January 4, 2007
A night on a river bank
We knew something was wrong as soon as we saw the line of trucks parked up on the road ahead. As we turned off our engines we could hear the dull roar of a river in full flood, just out of sight over a rocky outcrop. The truck drivers and their passengers were out stretching their legs. Past the outcrop, the river was a brown, swirling mass of water that smashed against boulders and carried whole tree trunks along with its force
We had driven across this river just four hours earlier when it had been a gentle, sandy stream. Four hours later, heavy rain falling somewhere else over the horizon had sent a wall of water down to block the main road into Turmi, a remote town close to the Kenyan border in Ethiopia's tribal Southern Nations, Nationalities and People's Region (aka SNNPR).
It was about 5.30pm, which meant that there was less than an hour of daylight left. There were no villages, no shelters, just a rocky river bank, a load of stranded lorry drivers – and three lean old men squatting down behind a Toyota LandCruiser.
The men were naked apart from thin cotton sheets wrapped loosely around their shoulders. Two carried sticks. One had something like a crown fixed to his forehead, shaped like the front piece of a tiara but made out of mud. They were elders from the Hamer people – one of about 45 "indigenous ethnic groups" that make up the region. They had also been cut off from Turmi by the flash flood.
They looked at us. We looked at them. We wandered around for a bit, trying to do sensible Boy Scout things like collecting boulders and branches for a fire. Someone drove back down the road in search of a distant village and something to eat. And then it got dark.
Sometimes it's good just to throw your guidebooks to one side and revel in the strangeness of it all. About an hour later, the truck came back with a huge goat in the back. The animal gave a single bleat as three of the truck drivers bent over it to cut its throat. The headlights of our 4x4 made the sudden gush of blood look jet black.
The three Hamer elders turned out to be expert butchers. In a matter of minutes, they had strung up the carcass, skinned it, chopped it into the right sections and skewered them on stakes over the fire. About half an hour later we were all gnawing on fresh, fresh charcoaled, barbecued goat meat, wrapped up in old wrappings and copies of the Ethiopian Herald.
The river roared on. The men kept feeding the fire. And conversations trundled along in English, Amharic and Hamer. After that, it was an incredibly uncomfortable night crammed into the back seat of a LandCruiser, ending in one of the most beautiful dawns I have ever seen.
The river had shrunk back down over night. The river bed was still too soft for the vehicles. So we joined the stream of villagers wading across, carrying cameras and equipment over our heads.
I would have named Turmi as one of my 'favourite places in Ethiopia'. The only thing that stopped me is that it is an incredibly uncomfortable place to visit.
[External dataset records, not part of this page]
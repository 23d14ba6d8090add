//! Atomic transactions waiting for a block, and the worker feeding gossiped ones in.

use std::collections::VecDeque;
use std::sync::mpsc;
use std::sync::Arc;
use std::thread;

use log::{debug, warn};
use parking_lot::Mutex;
use thiserror::Error;

use crate::atomic::Tx;
use crate::common::Id;
use crate::vm::Vm;

#[derive(Error, Debug, Clone, PartialEq, Eq)]
pub enum MempoolError {
    #[error("issued queue is full ({0} txs)")]
    Full(usize),
    #[error("atomic tx {0} is already pending")]
    Duplicate(Id),
    #[error("tx intake is closed")]
    IntakeClosed,
    #[error("tx intake is busy")]
    IntakeFull,
}

/// A queued transaction. `rotated` marks an import that was already pushed back once because its
/// UTXOs could not be read.
#[derive(Clone, Debug)]
pub struct Pending {
    pub tx: Arc<Tx>,
    pub rotated: bool,
}

/// Two FIFOs: transactions whose carrier block was rejected, drained first, and freshly issued
/// ones.
pub struct AtomicMempool {
    reissue: Mutex<VecDeque<Pending>>,
    issued: Mutex<VecDeque<Pending>>,
    reissue_capacity: usize,
    issued_capacity: usize,
}

impl AtomicMempool {
    pub fn new(issued_capacity: usize, reissue_capacity: usize) -> Self {
        Self {
            reissue: Mutex::new(VecDeque::new()),
            issued: Mutex::new(VecDeque::new()),
            reissue_capacity,
            issued_capacity,
        }
    }

    fn contains(&self, id: &Id) -> bool {
        self.reissue.lock().iter().any(|p| p.tx.id() == id) ||
            self.issued.lock().iter().any(|p| p.tx.id() == id)
    }

    pub fn issue(&self, tx: Arc<Tx>) -> Result<(), MempoolError> {
        if self.contains(tx.id()) {
            return Err(MempoolError::Duplicate(*tx.id()))
        }
        let mut issued = self.issued.lock();
        if issued.len() >= self.issued_capacity {
            return Err(MempoolError::Full(issued.len()))
        }
        issued.push_back(Pending { tx, rotated: false });
        Ok(())
    }

    /// Queue a transaction of a rejected block. When over capacity the oldest entry is dropped.
    pub fn reissue(&self, tx: Arc<Tx>) -> Result<(), MempoolError> {
        if self.contains(tx.id()) {
            return Err(MempoolError::Duplicate(*tx.id()))
        }
        let mut reissue = self.reissue.lock();
        reissue.push_back(Pending { tx, rotated: false });
        while reissue.len() > self.reissue_capacity {
            if let Some(dropped) = reissue.pop_front() {
                warn!(
                    "re-issue queue over capacity, dropping atomic tx {}",
                    dropped.tx.id()
                );
            }
        }
        Ok(())
    }

    /// Take the next candidate for a block: re-issued transactions first.
    pub fn next(&self) -> Option<Pending> {
        if let Some(p) = self.reissue.lock().pop_front() {
            return Some(p)
        }
        self.issued.lock().pop_front()
    }

    /// Push an import whose UTXOs are not readable yet to the tail of the issued queue.
    pub fn rotate(&self, tx: Arc<Tx>) {
        self.issued.lock().push_back(Pending { tx, rotated: true })
    }

    /// Put a candidate that was taken but not used back at the head of its queue.
    pub fn restore(&self, pending: Pending, reissued: bool) {
        if reissued {
            self.reissue.lock().push_front(pending)
        } else {
            self.issued.lock().push_front(pending)
        }
    }

    /// Drop a transaction that made it into an accepted block.
    pub fn remove(&self, id: &Id) {
        self.reissue.lock().retain(|p| p.tx.id() != id);
        self.issued.lock().retain(|p| p.tx.id() != id);
    }

    /// Id of the head of the re-issue queue.
    pub fn reissue_head(&self) -> Option<Id> {
        self.reissue.lock().front().map(|p| *p.tx.id())
    }

    pub fn len(&self) -> usize {
        self.reissue.lock().len() + self.issued.lock().len()
    }

    pub fn is_empty(&self) -> bool {
        self.len() == 0
    }
}

/// A worker thread that decodes gossiped atomic transactions and issues them to the VM.
pub struct TxIntake {
    sender: Option<mpsc::SyncSender<Vec<u8>>>,
    handle: Option<thread::JoinHandle<()>>,
}

impl TxIntake {
    pub fn spawn(vm: Vm, capacity: usize) -> Self {
        let (sender, receiver) = mpsc::sync_channel::<Vec<u8>>(capacity);
        let handle = thread::spawn(move || {
            for bytes in receiver {
                match Tx::from_bytes(&bytes) {
                    Ok(tx) => {
                        let id = *tx.id();
                        if let Err(e) = vm.issue_tx(tx) {
                            debug!("gossiped atomic tx {} not issued: {}", id, e);
                        }
                    }
                    Err(e) => debug!("dropping undecodable atomic tx: {}", e),
                }
            }
        });
        Self {
            sender: Some(sender),
            handle: Some(handle),
        }
    }

    /// Hand raw tx bytes to the worker without blocking.
    pub fn submit(&self, bytes: Vec<u8>) -> Result<(), MempoolError> {
        let sender = self.sender.as_ref().ok_or(MempoolError::IntakeClosed)?;
        sender.try_send(bytes).map_err(|e| match e {
            mpsc::TrySendError::Full(_) => MempoolError::IntakeFull,
            mpsc::TrySendError::Disconnected(_) => MempoolError::IntakeClosed,
        })
    }

    /// Stop accepting bytes and wait for the worker to drain what it has.
    pub fn shutdown(mut self) {
        self.stop()
    }

    fn stop(&mut self) {
        self.sender.take();
        if let Some(handle) = self.handle.take() {
            if handle.join().is_err() {
                warn!("tx intake worker panicked");
            }
        }
    }
}

impl Drop for TxIntake {
    fn drop(&mut self) {
        self.stop()
    }
}

#[cfg(test)]
mod tests {
    use super::*;
    use crate::atomic::{ExportTx, UnsignedAtomicTx};
    use crate::avax::TransferableOutput;
    use crate::secp256k1fx::{OutputOwners, TransferOutput};

    fn tx(n: u8) -> Arc<Tx> {
        let unsigned = UnsignedAtomicTx::Export(ExportTx::new(
            1,
            Id::new([1; 32]),
            Id::new([2; 32]),
            Vec::new(),
            vec![TransferableOutput {
                asset_id: Id::new([n; 32]),
                out: TransferOutput {
                    amt: n as u64 + 1,
                    owners: OutputOwners::new(0, 0, Vec::new()),
                },
            }],
        ));
        Arc::new(Tx::sign(unsigned, &[]))
    }

    fn next_id(pool: &AtomicMempool) -> Option<Id> {
        pool.next().map(|p| *p.tx.id())
    }

    #[test]
    fn test_issue_bounds() {
        let pool = AtomicMempool::new(2, 2);
        pool.issue(tx(1)).unwrap();
        assert_eq!(pool.issue(tx(1)), Err(MempoolError::Duplicate(*tx(1).id())));
        pool.issue(tx(2)).unwrap();
        assert_eq!(pool.issue(tx(3)), Err(MempoolError::Full(2)));
        assert_eq!(pool.len(), 2);
    }

    #[test]
    fn test_reissue_first_and_oldest_drop() {
        let pool = AtomicMempool::new(8, 2);
        pool.issue(tx(1)).unwrap();
        pool.reissue(tx(2)).unwrap();
        pool.reissue(tx(3)).unwrap();
        pool.reissue(tx(4)).unwrap();
        assert_eq!(pool.reissue_head(), Some(*tx(3).id()));
        assert_eq!(next_id(&pool), Some(*tx(3).id()));
        assert_eq!(next_id(&pool), Some(*tx(4).id()));
        assert_eq!(next_id(&pool), Some(*tx(1).id()));
        assert_eq!(next_id(&pool), None);
    }

    #[test]
    fn test_rotate_restore_remove() {
        let pool = AtomicMempool::new(8, 8);
        pool.issue(tx(1)).unwrap();
        pool.issue(tx(2)).unwrap();

        let first = pool.next().unwrap();
        assert!(!first.rotated);
        pool.rotate(first.tx.clone());
        let second = pool.next().unwrap();
        assert_eq!(second.tx.id(), tx(2).id());
        pool.restore(second, false);
        assert_eq!(next_id(&pool), Some(*tx(2).id()));
        let rotated = pool.next().unwrap();
        assert!(rotated.rotated);
        assert_eq!(rotated.tx.id(), tx(1).id());

        pool.issue(tx(5)).unwrap();
        pool.reissue(tx(6)).unwrap();
        pool.remove(tx(5).id());
        pool.remove(tx(6).id());
        assert!(pool.is_empty());
    }
}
I don't mean the remoteness or the living conditions. I mean the relationship with the people who live there.
We were in SNNPR's South Omo zone filming the roll out of a region-wide tetanus vaccination campaign. If you're a foreigner, the only other game in town apart from development-related work is tourism. And by tourism I mean people-watching. (I don't want to sound snooty here. This was my second visit to Turmi. The first time a couple of years ago I was out there people-watching with the rest of them.)
The Hamer people, and the SNNPR's other 'Nations, Nationalities and Peoples' are famous for their beautiful, colourful traditions and dress. Just point a camera at one of them, get it vaguely in focus, and you can walk away feeling like a National Geographic staffer. You also walk away leaving a bit of yourself in the bad old days of the 19th century when organised groups of foreign "explorers" toured the continent to gawp at the bare-breasted natives. (Not that it's only the Westerners. Addis Ababans and visitors from other African countries are just as out of place.)
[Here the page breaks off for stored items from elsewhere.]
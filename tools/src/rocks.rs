//! A [Database] on top of RocksDB, every key living under one prefix.

use log::debug;
use parking_lot::Mutex;
use rocksdb::{WriteBatch, DB};

use qcoreth::db::{BatchOp, Database, DatabaseError};

pub struct RocksDatabase {
    prefix: Vec<u8>,
    db: Mutex<Option<DB>>,
}

fn db_error(e: rocksdb::Error) -> DatabaseError {
    DatabaseError::Other(e.into_string())
}

impl RocksDatabase {
    pub fn new(rocksdb: DB, prefix: &[u8]) -> Self {
        Self {
            prefix: prefix.to_vec(),
            db: Mutex::new(Some(rocksdb)),
        }
    }

    /// Release the underlying RocksDB handle; later calls fail with [DatabaseError::Closed].
    pub fn close(&self) -> Option<DB> {
        self.db.lock().take()
    }

    fn prefixed(&self, key: &[u8]) -> Vec<u8> {
        let mut k = self.prefix.clone();
        k.extend_from_slice(key);
        k
    }
}

impl Database for RocksDatabase {
    fn get(&self, key: &[u8]) -> Result<Option<Vec<u8>>, DatabaseError> {
        let db = self.db.lock();
        let db = db.as_ref().ok_or(DatabaseError::Closed)?;
        db.get(self.prefixed(key)).map_err(db_error)
    }

    fn put(&self, key: &[u8], value: &[u8]) -> Result<(), DatabaseError> {
        let db = self.db.lock();
        let db = db.as_ref().ok_or(DatabaseError::Closed)?;
        db.put(self.prefixed(key), value).map_err(db_error)
    }

    fn delete(&self, key: &[u8]) -> Result<(), DatabaseError> {
        let db = self.db.lock();
        let db = db.as_ref().ok_or(DatabaseError::Closed)?;
        db.delete(self.prefixed(key)).map_err(db_error)
    }

    fn write_batch(&self, ops: Vec<BatchOp>) -> Result<(), DatabaseError> {
        let db = self.db.lock();
        let db = db.as_ref().ok_or(DatabaseError::Closed)?;
        let mut wb = WriteBatch::default();
        debug!("writing a batch of {} ops", ops.len());
        for op in ops {
            match op {
                BatchOp::Put(k, v) => wb.put(self.prefixed(&k), v),
                BatchOp::Delete(k) => wb.delete(self.prefixed(&k)),
            }
        }
        db.write(wb).map_err(db_error)
    }
}
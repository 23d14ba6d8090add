//! The EVM world state as seen by atomic transactions.
//!
//! The state itself belongs to the embedded EVM engine. Atomic transactions only move balances
//! (native and multi-coin) and bump nonces, so this interface is deliberately narrow. Writes are
//! unchecked: callers read the balance first and refuse to underflow.

use crate::common::{Addr, Hash, Id, U256};

pub trait StateDB: Send {
    /// Native balance of `account`, in EVM denomination.
    fn get_balance(&self, account: &Addr) -> U256;
    fn add_balance(&mut self, account: &Addr, amount: &U256);
    fn sub_balance(&mut self, account: &Addr, amount: &U256);
    /// Balance of the non-native asset `coin` held by `account`.
    fn get_balance_multi_coin(&self, account: &Addr, coin: &Id) -> U256;
    fn add_balance_multi_coin(&mut self, account: &Addr, coin: &Id, amount: &U256);
    fn sub_balance_multi_coin(&mut self, account: &Addr, coin: &Id, amount: &U256);
    fn get_nonce(&self, account: &Addr) -> u64;
    fn set_nonce(&mut self, account: &Addr, nonce: u64);
    /// Commitment to the current content of the state.
    fn root(&self) -> Hash;
    /// Create an independent copy that can be modified and dropped without touching `self`.
    fn snapshot(&self) -> Box<dyn StateDB>;
}
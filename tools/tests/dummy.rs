use std::sync::Arc;

use qcoreth::common::{Addr, Id, U256};
use qcoreth::db::{AcceptedIndex, Database};
use qcoreth::shared_memory::{Element, SharedMemory, SharedMemoryError};
use qcoreth::state::StateDB;
use qcoreth_tools::dummy::*;

fn elem(key: u8, value: u8, owner: u8) -> Element {
    Element {
        key: vec![key],
        value: vec![value],
        traits: vec![vec![owner]],
    }
}

#[tokio::test]
async fn test_shared_memory_partitions() {
    let memory = DummyAtomicMemory::new();
    let a = Id::new([1; 32]);
    let b = Id::new([2; 32]);
    let sm_a = memory.new_shared_memory(a);
    let sm_b = memory.new_shared_memory(b);

    sm_a.put(&b, vec![elem(1, 10, 9), elem(2, 20, 8)]).await.unwrap();
    // a's own view does not see what it sent
    assert_eq!(sm_a.get(&b, &[vec![1]]).await.unwrap(), vec![None]);
    assert_eq!(
        sm_b.get(&a, &[vec![1], vec![3]]).await.unwrap(),
        vec![Some(vec![10]), None]
    );
    assert_eq!(sm_b.indexed(&a, &[vec![8]], 10).await.unwrap(), vec![vec![20]]);
    assert_eq!(
        sm_b.indexed(&a, &[vec![8], vec![9]], 1).await.unwrap(),
        vec![vec![10]]
    );

    sm_b.remove(&a, vec![vec![1]]).await.unwrap();
    assert_eq!(sm_b.get(&a, &[vec![1]]).await.unwrap(), vec![None]);

    sm_b.set_unavailable(true);
    assert!(matches!(
        sm_b.get(&a, &[vec![2]]).await,
        Err(SharedMemoryError::Unavailable(_))
    ));
}

#[tokio::test]
async fn test_shared_memory_apply_with_batch() {
    let memory = DummyAtomicMemory::new();
    let a = Id::new([1; 32]);
    let b = Id::new([2; 32]);
    let sm_a = memory.new_shared_memory(a);
    let sm_b = memory.new_shared_memory(b);
    let db = Arc::new(DummyDatabase::new());
    let index = AcceptedIndex::new(db.clone());

    let mut requests = std::collections::HashMap::new();
    requests.insert(
        b,
        qcoreth::shared_memory::Requests {
            put_requests: vec![elem(1, 10, 9)],
            ..Default::default()
        },
    );
    sm_a.apply(requests.clone(), Some(index.accept_batch(1, &a)))
        .await
        .unwrap();
    assert_eq!(index.get(1).unwrap(), Some(a));
    assert_eq!(sm_b.get(&a, &[vec![1]]).await.unwrap(), vec![Some(vec![10])]);

    // a failing batch leaves shared memory untouched
    requests.get_mut(&b).unwrap().put_requests = vec![elem(2, 20, 9)];
    db.close();
    assert!(sm_a
        .apply(requests, Some(index.accept_batch(2, &b)))
        .await
        .is_err());
    assert_eq!(sm_b.get(&a, &[vec![2]]).await.unwrap(), vec![None]);
    assert!(db.get(b"anything").is_err());
}

#[test]
fn test_state_snapshot_and_root() {
    let addr = Addr::from([5; 20]);
    let coin = Id::new([3; 32]);
    let mut s = DummyState::with_balances(&[(addr.clone(), U256::from(100u64))]);
    let root0 = s.root();
    let snap = s.snapshot();
    s.sub_balance(&addr, &U256::from(30u64));
    s.add_balance_multi_coin(&addr, &coin, &U256::from(7u64));
    s.set_nonce(&addr, 1);
    assert_eq!(s.get_balance(&addr), U256::from(70u64));
    assert_eq!(s.get_balance_multi_coin(&addr, &coin), U256::from(7u64));
    assert_eq!(snap.get_balance(&addr), U256::from(100u64));
    assert_eq!(snap.get_nonce(&addr), 0);
    assert_eq!(snap.root(), root0);
    assert_ne!(s.root(), root0);
}

#[test]
fn test_random_state_cross_validate() {
    use rand::{Rng, SeedableRng};
    let mut rng = rand::rngs::StdRng::seed_from_u64(7);
    let addrs: Vec<Addr> = (0..8u8).map(|i| Addr::from([i; 20])).collect();
    let coin = Id::new([3; 32]);
    let mut s1 = DummyState::new();
    let mut s2 = DummyState::new();
    let mut snap = s1.snapshot();
    let mut snap_root = snap.root();
    for round in 0..500 {
        let addr = &addrs[rng.gen_range(0..addrs.len())];
        let amount = U256::from(rng.gen_range(0..1000u64));
        let op = rng.gen_range(0..5);
        for s in [&mut s1, &mut s2] {
            match op {
                0 => s.add_balance(addr, &amount),
                1 => s.sub_balance(addr, &amount),
                2 => s.add_balance_multi_coin(addr, &coin, &amount),
                3 => s.sub_balance_multi_coin(addr, &coin, &amount),
                _ => {
                    let n = s.get_nonce(addr);
                    s.set_nonce(addr, n + 1)
                }
            }
        }
        assert_eq!(s1.root(), s2.root());
        assert_eq!(snap.root(), snap_root);
        if round % 50 == 0 {
            snap = s1.snapshot();
            snap_root = s1.root();
        }
    }
}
If they want it, the Hamer people and their neighbours are sitting on top of a tourist-powered goldmine. With a bit more infrastructure, and better hotels, they could easily become the Maasai of Ethiopia, pulling in visitors in their thousands for authentic tribal experiences.
But, from what I saw during my short visit, they don't want it. Point your camera at a Hamer woman and she will stare you down with God-given attitude, count every time your finger hits the shutter and charge you a Birr a shot.
Every tribal-tourist encounter is troubled. As we drove out a few days alter we passed a group of young men twisting and waving their machetes at us with ritualised menace. A couple of hours down the road to Jinka there was another gang of small boys in full regal tribal face paint and regalia, chasing after the car with their hands out, begging like the street children at Urael.